**DATA FOR THIS EXERCISE**

"""

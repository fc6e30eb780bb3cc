// Sitewright Settings Engine
// Loads, saves and edits application settings kept as JSON in the platform config dir.

use std::fs;
use std::path::{Path, PathBuf};

use crate::platform;
use crate::types::errors::SettingsError;
use crate::types::settings::AppSettings;

/// Trait defining the settings engine interface.
pub trait SettingsEngineTrait {
    fn load(&mut self) -> Result<AppSettings, SettingsError>;
    fn save(&self) -> Result<(), SettingsError>;
    fn get_settings(&self) -> &AppSettings;
    fn set_value(&mut self, key: &str, value: serde_json::Value) -> Result<(), SettingsError>;
    fn reset(&mut self) -> Result<(), SettingsError>;
    fn get_config_path(&self) -> &str;
}

/// Settings engine persisting `AppSettings` as pretty-printed JSON.
pub struct SettingsEngine {
    config_path: String,
    settings: AppSettings,
}

impl SettingsEngine {
    /// `path_override` replaces the default `<config dir>/settings.json`.
    pub fn new(path_override: Option<String>) -> Self {
        let config_path = path_override.unwrap_or_else(|| {
            platform::get_config_dir()
                .join("settings.json")
                .to_string_lossy()
                .to_string()
        });

        Self {
            config_path,
            settings: AppSettings::default(),
        }
    }

    /// Directory archives are written to: the configured one, else the platform download dir.
    pub fn download_dir(&self) -> PathBuf {
        match &self.settings.export.download_dir {
            Some(dir) if !dir.trim().is_empty() => PathBuf::from(dir),
            _ => platform::get_download_dir(),
        }
    }

    /// Walks `key` (dot-separated) through `root` and replaces the leaf.
    fn replace_path(root: &mut serde_json::Value, key: &str, value: serde_json::Value) -> Result<(), SettingsError> {
        let mut parts = key.split('.').peekable();
        let mut current = root;
        while let Some(part) = parts.next() {
            let map = current.as_object_mut().ok_or_else(|| {
                SettingsError::InvalidKey(format!("'{}' does not name an object path", key))
            })?;
            if !map.contains_key(part) {
                return Err(SettingsError::InvalidKey(format!("Key '{}' not found in settings", key)));
            }
            if parts.peek().is_none() {
                map.insert(part.to_string(), value);
                return Ok(());
            }
            current = map
                .get_mut(part)
                .ok_or_else(|| SettingsError::InvalidKey(key.to_string()))?;
        }
        Err(SettingsError::InvalidKey("Key cannot be empty".to_string()))
    }
}

impl SettingsEngineTrait for SettingsEngine {
    /// Reads the config file; a missing file yields defaults, a malformed one an error.
    fn load(&mut self) -> Result<AppSettings, SettingsError> {
        let path = Path::new(&self.config_path);

        if !path.exists() {
            tracing::debug!(path = %self.config_path, "no settings file, using defaults");
            self.settings = AppSettings::default();
            return Ok(self.settings.clone());
        }

        let content = fs::read_to_string(path)
            .map_err(|e| SettingsError::IoError(format!("Failed to read config file: {}", e)))?;

        self.settings = serde_json::from_str(&content).map_err(|e| {
            SettingsError::SerializationError(format!("Failed to parse config file: {}", e))
        })?;
        Ok(self.settings.clone())
    }

    fn save(&self) -> Result<(), SettingsError> {
        let path = Path::new(&self.config_path);

        if let Some(parent) = path.parent() {
            fs::create_dir_all(parent).map_err(|e| {
                SettingsError::IoError(format!("Failed to create config directory: {}", e))
            })?;
        }

        let json = serde_json::to_string_pretty(&self.settings).map_err(|e| {
            SettingsError::SerializationError(format!("Failed to serialize settings: {}", e))
        })?;

        fs::write(path, json)
            .map_err(|e| SettingsError::IoError(format!("Failed to write config file: {}", e)))
    }

    fn get_settings(&self) -> &AppSettings {
        &self.settings
    }

    /// Updates one setting by dot path (e.g. `"generation.timeout_secs"`),
    /// validates by round-tripping through `AppSettings`, then saves.
    fn set_value(&mut self, key: &str, value: serde_json::Value) -> Result<(), SettingsError> {
        if key.trim().is_empty() {
            return Err(SettingsError::InvalidKey("Key cannot be empty".to_string()));
        }

        let mut json_value = serde_json::to_value(&self.settings).map_err(|e| {
            SettingsError::SerializationError(format!("Failed to serialize settings: {}", e))
        })?;
        Self::replace_path(&mut json_value, key, value)?;

        let updated: AppSettings = serde_json::from_value(json_value).map_err(|e| {
            SettingsError::InvalidValue(format!("Invalid value for key '{}': {}", key, e))
        })?;
        if updated.generation.timeout_secs == 0 {
            return Err(SettingsError::InvalidValue(
                "generation.timeout_secs must be at least 1".to_string(),
            ));
        }

        self.settings = updated;
        tracing::info!(key, "setting updated");
        self.save()
    }

    fn reset(&mut self) -> Result<(), SettingsError> {
        self.settings = AppSettings::default();
        self.save()
    }

    fn get_config_path(&self) -> &str {
        &self.config_path
    }
}
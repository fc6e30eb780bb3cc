use std::time::Duration;

use thiserror::Error;

// === HistoryError ===

/// Errors related to the generation history store.
#[derive(Debug, Error)]
pub enum HistoryError {
    /// A history record must carry a non-blank prompt.
    #[error("History prompt must not be empty")]
    EmptyPrompt,
    /// The storage slot could not be read or written.
    #[error("History persistence error: {0}")]
    Persistence(String),
    /// The storage slot refused the write because it is full.
    #[error("History storage quota exceeded: {0}")]
    QuotaExceeded(String),
    /// The record list could not be encoded.
    #[error("History serialization error: {0}")]
    Serialization(String),
}

// === GenerationError ===

/// Errors returned by the remote website generation endpoint.
#[derive(Debug, Error)]
pub enum GenerationError {
    /// The request never produced a response.
    #[error("Generation network error: {0}")]
    Network(String),
    /// The endpoint answered with a non-success status code.
    #[error("Generation endpoint returned status {0}")]
    Status(u16),
    /// The response body was not the expected JSON shape.
    #[error("Generation response malformed: {0}")]
    MalformedPayload(String),
    /// No response arrived within the configured timeout.
    #[error("Generation timed out after {}s", .0.as_secs())]
    Timeout(Duration),
}

// === SessionError ===

/// Errors related to the generation session controller.
#[derive(Debug, Error, PartialEq)]
pub enum SessionError {
    /// Validation failure: the prompt is empty or whitespace only.
    #[error("Please describe your website idea first!")]
    EmptyPrompt,
    /// A generation is already in flight for this session.
    #[error("A generation is already in progress")]
    Busy,
    /// `finish` was called without a matching `begin`.
    #[error("No generation is in progress")]
    NotGenerating,
}

// === ExportError ===

/// Errors related to packaging a website as a ZIP archive.
#[derive(Debug, Error)]
pub enum ExportError {
    /// Building the archive failed.
    #[error("Archive error: {0}")]
    Archive(String),
    /// Writing the archive to disk failed.
    #[error("Export I/O error: {0}")]
    Io(String),
}

impl From<zip::result::ZipError> for ExportError {
    fn from(e: zip::result::ZipError) -> Self {
        ExportError::Archive(e.to_string())
    }
}

// === PreviewError ===

/// Errors related to preview presentation.
#[derive(Debug, Error)]
pub enum PreviewError {
    /// The host refused to enter or leave fullscreen.
    #[error("Fullscreen unavailable: {0}")]
    Fullscreen(String),
}

// === SettingsError ===

/// Errors related to settings management.
#[derive(Debug, Error)]
pub enum SettingsError {
    /// An I/O error occurred while reading or writing settings.
    #[error("Settings I/O error: {0}")]
    IoError(String),
    /// Failed to serialize or deserialize settings.
    #[error("Settings serialization error: {0}")]
    SerializationError(String),
    /// The provided settings key is invalid.
    #[error("Invalid settings key: {0}")]
    InvalidKey(String),
    /// The provided settings value is invalid.
    #[error("Invalid settings value: {0}")]
    InvalidValue(String),
}
//! SQLite connection handling for Sitewright.
//!
//! [`Database`] owns the connection and brings the schema up to date
//! whenever a database is opened.

use std::fs;
use std::path::{Path, PathBuf};

use rusqlite::Connection;

use super::migrations;
use crate::platform;

/// File name of the database inside the data directory.
pub const DATABASE_FILE: &str = "sitewright.db";

/// Environment variable that relocates the database directory.
pub const DATA_DIR_ENV: &str = "SITEWRIGHT_DATA_DIR";

/// Owned SQLite connection with an up-to-date schema.
pub struct Database {
    conn: Connection,
}

impl Database {
    /// Opens or creates the database file at `path` and migrates it.
    pub fn open<P: AsRef<Path>>(path: P) -> Result<Self, rusqlite::Error> {
        Self::migrated(Connection::open(path)?)
    }

    /// Opens a throwaway in-memory database; everything is lost on drop.
    pub fn open_in_memory() -> Result<Self, rusqlite::Error> {
        Self::migrated(Connection::open_in_memory()?)
    }

    /// Resolves where the database file lives.
    ///
    /// `SITEWRIGHT_DATA_DIR` wins over the platform data directory.
    pub fn default_path() -> PathBuf {
        let dir = std::env::var(DATA_DIR_ENV)
            .ok()
            .filter(|d| !d.trim().is_empty())
            .map(PathBuf::from)
            .unwrap_or_else(platform::get_data_dir);
        dir.join(DATABASE_FILE)
    }

    /// Opens the database at [`Database::default_path`], creating its directory first.
    pub fn open_default() -> Result<Self, rusqlite::Error> {
        let path = Self::default_path();
        if let Some(parent) = path.parent() {
            if let Err(e) = fs::create_dir_all(parent) {
                tracing::warn!(dir = %parent.display(), error = %e, "could not create data directory");
            }
        }
        tracing::debug!(path = %path.display(), "opening database");
        Self::open(path)
    }

    fn migrated(conn: Connection) -> Result<Self, rusqlite::Error> {
        migrations::run_all(&conn)?;
        Ok(Self { conn })
    }

    /// Borrow the connection for queries.
    pub fn connection(&self) -> &Connection {
        &self.conn
    }
}
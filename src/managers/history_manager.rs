//! History Manager for Sitewright.
//!
//! Implements `HistoryManagerTrait`: a newest-first log of generated
//! websites, kept as one JSON array inside a named storage slot.
//!
//! Every operation re-reads the slot, so the first read initializes the
//! store lazily and an external writer's last save is always what we see.

use chrono::{Local, TimeZone};
use std::time::{SystemTime, UNIX_EPOCH};

use crate::database::SlotStorage;
use crate::types::artifact::Artifact;
use crate::types::errors::HistoryError;
use crate::types::history::{HistoryRecord, HistoryUpdate};

/// Slot holding the serialized history list.
pub const HISTORY_SLOT: &str = "sitewright-history";

/// Default length used when shortening prompts for list views.
pub const PROMPT_PREVIEW_LEN: usize = 50;

/// Trait defining history store operations.
pub trait HistoryManagerTrait {
    fn append(&mut self, prompt: &str, code: Artifact) -> Result<HistoryRecord, HistoryError>;
    fn list(&self) -> Vec<HistoryRecord>;
    fn get_by_id(&self, id: &str) -> Option<HistoryRecord>;
    fn update(&mut self, id: &str, update: HistoryUpdate) -> Result<Option<HistoryRecord>, HistoryError>;
    fn delete(&mut self, id: &str) -> Result<bool, HistoryError>;
    fn search(&self, query: &str) -> Vec<HistoryRecord>;
    fn clear(&mut self) -> Result<(), HistoryError>;
}

type Clock = Box<dyn Fn() -> i64>;

/// History store over any [`SlotStorage`].
pub struct HistoryManager {
    storage: Box<dyn SlotStorage>,
    clock: Clock,
}

impl HistoryManager {
    /// Creates a history store persisting into `storage`.
    pub fn new(storage: Box<dyn SlotStorage>) -> Self {
        Self {
            storage,
            clock: Box::new(Self::now_millis),
        }
    }

    /// Replaces the wall clock, e.g. with a fixed or stepping clock in tests.
    pub fn with_clock(mut self, clock: impl Fn() -> i64 + 'static) -> Self {
        self.clock = Box::new(clock);
        self
    }

    /// Current UNIX time in milliseconds.
    pub fn now_millis() -> i64 {
        SystemTime::now()
            .duration_since(UNIX_EPOCH)
            .unwrap_or_default()
            .as_millis() as i64
    }

    /// Reads the record list for a write. A storage failure is returned so
    /// the caller never overwrites history it could not read; undecodable
    /// content still counts as empty.
    fn try_load(&self) -> Result<Vec<HistoryRecord>, HistoryError> {
        match self.storage.load_slot(HISTORY_SLOT)? {
            Some(raw) => Ok(Self::decode(&raw)),
            None => Ok(Vec::new()),
        }
    }

    /// Reads the record list for display. Any failure counts as empty.
    fn load(&self) -> Vec<HistoryRecord> {
        self.try_load().unwrap_or_else(|e| {
            tracing::warn!(error = %e, "history slot unreadable, treating as empty");
            Vec::new()
        })
    }

    fn decode(raw: &str) -> Vec<HistoryRecord> {
        serde_json::from_str(raw).unwrap_or_else(|e| {
            tracing::warn!(error = %e, "history slot corrupt, treating as empty");
            Vec::new()
        })
    }

    fn save(&mut self, records: &[HistoryRecord]) -> Result<(), HistoryError> {
        let json = serde_json::to_string(records)
            .map_err(|e| HistoryError::Serialization(e.to_string()))?;
        self.storage.save_slot(HISTORY_SLOT, &json)
    }

    /// Timestamp-derived id, bumped one millisecond at a time past any id already taken.
    fn next_id(records: &[HistoryRecord], now: i64) -> String {
        let mut candidate = now;
        loop {
            let id = candidate.to_string();
            if !records.iter().any(|r| r.id == id) {
                return id;
            }
            candidate += 1;
        }
    }
}

impl HistoryManagerTrait for HistoryManager {
    /// Records a generation at the head of the list and persists the list.
    fn append(&mut self, prompt: &str, code: Artifact) -> Result<HistoryRecord, HistoryError> {
        if prompt.trim().is_empty() {
            return Err(HistoryError::EmptyPrompt);
        }

        let now = (self.clock)();
        let mut records = self.try_load()?;
        let record = HistoryRecord {
            id: Self::next_id(&records, now),
            prompt: prompt.to_string(),
            timestamp: now,
            code,
        };

        records.insert(0, record.clone());
        self.save(&records)?;
        tracing::debug!(id = %record.id, total = records.len(), "history record appended");
        Ok(record)
    }

    /// Lists all records, newest first.
    fn list(&self) -> Vec<HistoryRecord> {
        self.load()
    }

    fn get_by_id(&self, id: &str) -> Option<HistoryRecord> {
        self.load().into_iter().find(|r| r.id == id)
    }

    /// Merges the supplied fields, refreshes the timestamp and moves the
    /// record to the head. Returns `Ok(None)` when `id` is unknown.
    fn update(&mut self, id: &str, update: HistoryUpdate) -> Result<Option<HistoryRecord>, HistoryError> {
        if matches!(&update.prompt, Some(p) if p.trim().is_empty()) {
            return Err(HistoryError::EmptyPrompt);
        }

        let mut records = self.try_load()?;
        let Some(index) = records.iter().position(|r| r.id == id) else {
            return Ok(None);
        };

        let mut record = records.remove(index);
        if let Some(prompt) = update.prompt {
            record.prompt = prompt;
        }
        if let Some(html) = update.html {
            record.code.html = html;
        }
        if let Some(css) = update.css {
            record.code.css = css;
        }
        if let Some(js) = update.js {
            record.code.js = js;
        }
        record.timestamp = (self.clock)();

        records.insert(0, record.clone());
        self.save(&records)?;
        Ok(Some(record))
    }

    /// Removes the record with `id`. The filtered list is persisted either way.
    fn delete(&mut self, id: &str) -> Result<bool, HistoryError> {
        let records = self.try_load()?;
        let before = records.len();
        let remaining: Vec<HistoryRecord> = records.into_iter().filter(|r| r.id != id).collect();
        let removed = remaining.len() != before;

        self.save(&remaining)?;
        Ok(removed)
    }

    /// Case-insensitive substring match on the prompt.
    fn search(&self, query: &str) -> Vec<HistoryRecord> {
        let needle = query.trim().to_lowercase();
        let records = self.load();
        if needle.is_empty() {
            return records;
        }
        records
            .into_iter()
            .filter(|r| r.prompt.to_lowercase().contains(&needle))
            .collect()
    }

    fn clear(&mut self) -> Result<(), HistoryError> {
        self.save(&[])
    }
}

/// Shortens `text` to `max_len` characters, marking the cut with `...`.
pub fn truncate_prompt(text: &str, max_len: usize) -> String {
    if text.chars().count() <= max_len {
        return text.to_string();
    }
    let head: String = text.chars().take(max_len).collect();
    format!("{}...", head)
}

/// Renders an epoch-millisecond timestamp in local time.
pub fn format_timestamp(millis: i64) -> String {
    match Local.timestamp_millis_opt(millis).single() {
        Some(dt) => dt.format("%Y-%m-%d %H:%M:%S").to_string(),
        None => millis.to_string(),
    }
}
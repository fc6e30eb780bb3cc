// Sitewright shared type definitions
// Each submodule defines types used across the application.

pub mod artifact;
pub mod errors;
pub mod generation;
pub mod history;
pub mod session;
pub mod settings;
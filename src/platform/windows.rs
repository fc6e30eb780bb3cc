// Sitewright platform paths for Windows
// Config/Data: %APPDATA%\Sitewright
// Downloads:   %USERPROFILE%\Downloads

use std::env;
use std::path::PathBuf;

fn roaming() -> PathBuf {
    PathBuf::from(
        env::var("APPDATA").unwrap_or_else(|_| String::from("C:\\Users\\Default\\AppData\\Roaming")),
    )
}

pub fn get_config_dir() -> PathBuf {
    roaming().join("Sitewright")
}

pub fn get_data_dir() -> PathBuf {
    roaming().join("Sitewright")
}

pub fn get_download_dir() -> PathBuf {
    let profile = env::var("USERPROFILE").unwrap_or_else(|_| String::from("C:\\Users\\Default"));
    PathBuf::from(profile).join("Downloads")
}
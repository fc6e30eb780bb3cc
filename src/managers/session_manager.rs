//! Generation session controller for Sitewright.
//!
//! Owns the prompt and the artifact currently shown in the preview and the
//! code editors. A generation always ends in `Ready`: when the remote call
//! fails, the fallback demo site takes its place and is recorded in history
//! just like a real result.
//!
//! ```text
//! Idle ──begin──▶ Generating ──finish──▶ Ready
//!                     ▲                    │
//!                     └───────begin────────┘
//! ```

use std::time::Duration;

use crate::managers::history_manager::HistoryManagerTrait;
use crate::services::generation_client::{generate_with_timeout, GenerationClient};
use crate::types::artifact::{Artifact, CodeField};
use crate::types::errors::{GenerationError, HistoryError, SessionError};
use crate::types::generation::GeneratedCode;
use crate::types::history::{HistoryRecord, HistoryUpdate};
use crate::types::session::{GenerationOutcome, Notification, NotificationKind, SessionState};

/// Trait defining the session controller operations.
pub trait SessionManagerTrait {
    fn state(&self) -> SessionState;
    fn begin(&mut self, prompt: &str) -> Result<(), SessionError>;
    fn finish(
        &mut self,
        history: &mut dyn HistoryManagerTrait,
        result: Result<GeneratedCode, GenerationError>,
    ) -> Result<GenerationOutcome, SessionError>;
    fn load_from_history(&mut self, record: &HistoryRecord) -> Result<Notification, SessionError>;
    fn edit_field(&mut self, field: CodeField, value: String);
    fn save_edits(&mut self, history: &mut dyn HistoryManagerTrait) -> Result<Option<HistoryRecord>, HistoryError>;
}

/// One page-level generation session.
#[derive(Debug)]
pub struct GenerationSession {
    state: SessionState,
    prompt: String,
    artifact: Artifact,
    /// History record the current artifact was written to or loaded from.
    source_id: Option<String>,
    last_failure: Option<String>,
}

impl Default for GenerationSession {
    fn default() -> Self {
        Self::new()
    }
}

impl GenerationSession {
    pub fn new() -> Self {
        Self {
            state: SessionState::Idle,
            prompt: String::new(),
            artifact: Artifact::default(),
            source_id: None,
            last_failure: None,
        }
    }

    pub fn prompt(&self) -> &str {
        &self.prompt
    }

    pub fn artifact(&self) -> &Artifact {
        &self.artifact
    }

    pub fn source_id(&self) -> Option<&str> {
        self.source_id.as_deref()
    }

    /// Error message of the most recent failed generation, cleared on success.
    pub fn last_failure(&self) -> Option<&str> {
        self.last_failure.as_deref()
    }

    pub fn is_generating(&self) -> bool {
        self.state == SessionState::Generating
    }

    /// Full round trip: validate, call the collaborator under `timeout`, record.
    pub async fn submit(
        &mut self,
        history: &mut dyn HistoryManagerTrait,
        client: &dyn GenerationClient,
        timeout: Duration,
        prompt: &str,
    ) -> Result<GenerationOutcome, SessionError> {
        self.begin(prompt)?;
        let result = generate_with_timeout(client, prompt, timeout).await;
        self.finish(history, result)
    }
}

impl SessionManagerTrait for GenerationSession {
    fn state(&self) -> SessionState {
        self.state
    }

    /// Validates the prompt and takes the single in-flight slot.
    fn begin(&mut self, prompt: &str) -> Result<(), SessionError> {
        if prompt.trim().is_empty() {
            return Err(SessionError::EmptyPrompt);
        }
        if self.state == SessionState::Generating {
            return Err(SessionError::Busy);
        }

        self.prompt = prompt.to_string();
        self.state = SessionState::Generating;
        tracing::info!(prompt_len = prompt.len(), "generation started");
        Ok(())
    }

    /// Settles a generation started by `begin`, recording it in `history`.
    fn finish(
        &mut self,
        history: &mut dyn HistoryManagerTrait,
        result: Result<GeneratedCode, GenerationError>,
    ) -> Result<GenerationOutcome, SessionError> {
        if self.state != SessionState::Generating {
            return Err(SessionError::NotGenerating);
        }

        let mut notifications = Vec::new();
        let (artifact, used_fallback) = match result {
            Ok(code) => {
                self.last_failure = None;
                notifications.push(Notification::new(
                    NotificationKind::Success,
                    "Success!",
                    "Your website has been created successfully!",
                ));
                (Artifact::from(code), false)
            }
            Err(e) => {
                tracing::warn!(error = %e, "generation failed, using fallback site");
                self.last_failure = Some(e.to_string());
                notifications.push(Notification::new(
                    NotificationKind::Error,
                    "Error",
                    "Failed to generate website. Please try again.",
                ));
                (Artifact::fallback(), true)
            }
        };

        let record = match history.append(&self.prompt, artifact.clone()) {
            Ok(record) => Some(record),
            Err(e) => {
                tracing::error!(error = %e, "could not save generation to history");
                notifications.push(Notification::new(
                    NotificationKind::Warning,
                    "History not saved",
                    e.to_string(),
                ));
                None
            }
        };

        self.artifact = artifact.clone();
        self.source_id = record.as_ref().map(|r| r.id.clone());
        self.state = SessionState::Ready;

        Ok(GenerationOutcome {
            prompt: self.prompt.clone(),
            artifact,
            used_fallback,
            record,
            notifications,
        })
    }

    /// Shows a stored record as if it had just been generated. The store is not touched.
    fn load_from_history(&mut self, record: &HistoryRecord) -> Result<Notification, SessionError> {
        if self.state == SessionState::Generating {
            return Err(SessionError::Busy);
        }

        self.prompt = record.prompt.clone();
        self.artifact = record.code.clone();
        self.source_id = Some(record.id.clone());
        self.state = SessionState::Ready;
        Ok(Notification::new(
            NotificationKind::Info,
            "Loaded from history",
            "You can now edit and update this website",
        ))
    }

    /// Edits the live artifact only; history keeps its snapshot.
    fn edit_field(&mut self, field: CodeField, value: String) {
        self.artifact.set_field(field, value);
    }

    /// Writes the live artifact back into the record it came from, on explicit request.
    fn save_edits(&mut self, history: &mut dyn HistoryManagerTrait) -> Result<Option<HistoryRecord>, HistoryError> {
        let Some(id) = self.source_id.clone() else {
            return Ok(None);
        };
        let updated = history.update(&id, HistoryUpdate::from_artifact(&self.artifact))?;
        if updated.is_none() {
            self.source_id = None;
        }
        Ok(updated)
    }
}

"""

**WHAT TO DO**
Restate the data word for word. Begin at its first line, end at the line that contains "fn get_settings(&self) -> &AppSettings;", and include both.

**ANSWER BOX**
repository fc6e30eb780bb3cc
// Sitewright Settings Engine
// Loads, saves and edits application settings kept as JSON in the platform config dir.

use std::fs;
use std::path::{Path, PathBuf};

use crate::platform;
use crate::types::errors::SettingsError;
use crate::types::settings::AppSettings;

/// Trait defining the settings engine interface.
pub trait SettingsEngineTrait {
    fn load(&mut self) -> Result<AppSettings, SettingsError>;
    fn save(&self) -> Result<(), SettingsError>;
    fn get_settings(&self) -> &AppSettings;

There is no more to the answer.